THURSDAY, SEPTEMBER 27 Our swan dive into the moral abyss takes a break in the shallow end of the pool today with the news that a "lost" Renoir painting discovered in "a $7 box of items that included a plastic cow and a Paul Bunyan doll" is probably actually a "stolen" Renoir missing from the Baltimore Museum of Art for the last 61 years, according to the Baltimore Sun. The piece is reportedly entitled Paysage Bords de Seine, and it's a picture of a river, kinda. It was purchased in a West Virginia flea market earlier this month and was expected to fetch upwards of $75,000 at a private auction this weekend; however, the auction has been canceled while the FBI investigates the new theft claims. "When I found out that the painting had been stolen from our museum, I took a very loud, gasplike breath," museum director Doreen Bolger told the Sun. That's probably nothing compared to the sounds coming out of the painting's flea-market buyer upon learning she'd lost out on $75,000.

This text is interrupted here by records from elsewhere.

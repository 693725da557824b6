use thiserror::Error;

/// Returned by [`SyncMap::try_insert`](crate::SyncMap::try_insert) when the
/// key already holds a value.
///
/// Both values are handed back so nothing offered to the map is lost.
#[derive(Debug, Error)]
#[error("key already holds a value")]
pub struct OccupiedError<V> {
    /// The value found in the map.
    pub existing: V,
    /// The value that was offered and not stored.
    pub rejected: V,
}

FRIDAY, SEPTEMBER 28 Nothing much happened today.
SATURDAY, SEPTEMBER 29 The week continues with a sad hot tip from Oregon: "My grandma's neighbor was eaten by hungry hogs this week," writes Hot Tipper Don. "Please tell people to be careful around hungry hogs. They aren't toys." Done! By Monday, news of the hog incident will have spread to the far corners of the internet, with KOMO News reporting that the victim, 69-year-old Terry Vance Garner, was last seen feeding his 700 pound hogs on Wednesday. "A family member found Garner's dentures and pieces of his body in the hog enclosure several hours later, but most of his remains had been consumed." Our condolences to the Garner family, who, amid their grief, must now decide what to do with the hungry hogs that devoured their loved one.
SUNDAY, SEPTEMBER 30 Nothing happened today, unless you count the season premiere of the ABC hit revenge drama, Revenge, which—aside from a brief cameo by (perplexingly friendless) boy billionaire Nolan Ross's abs—was a disappointment.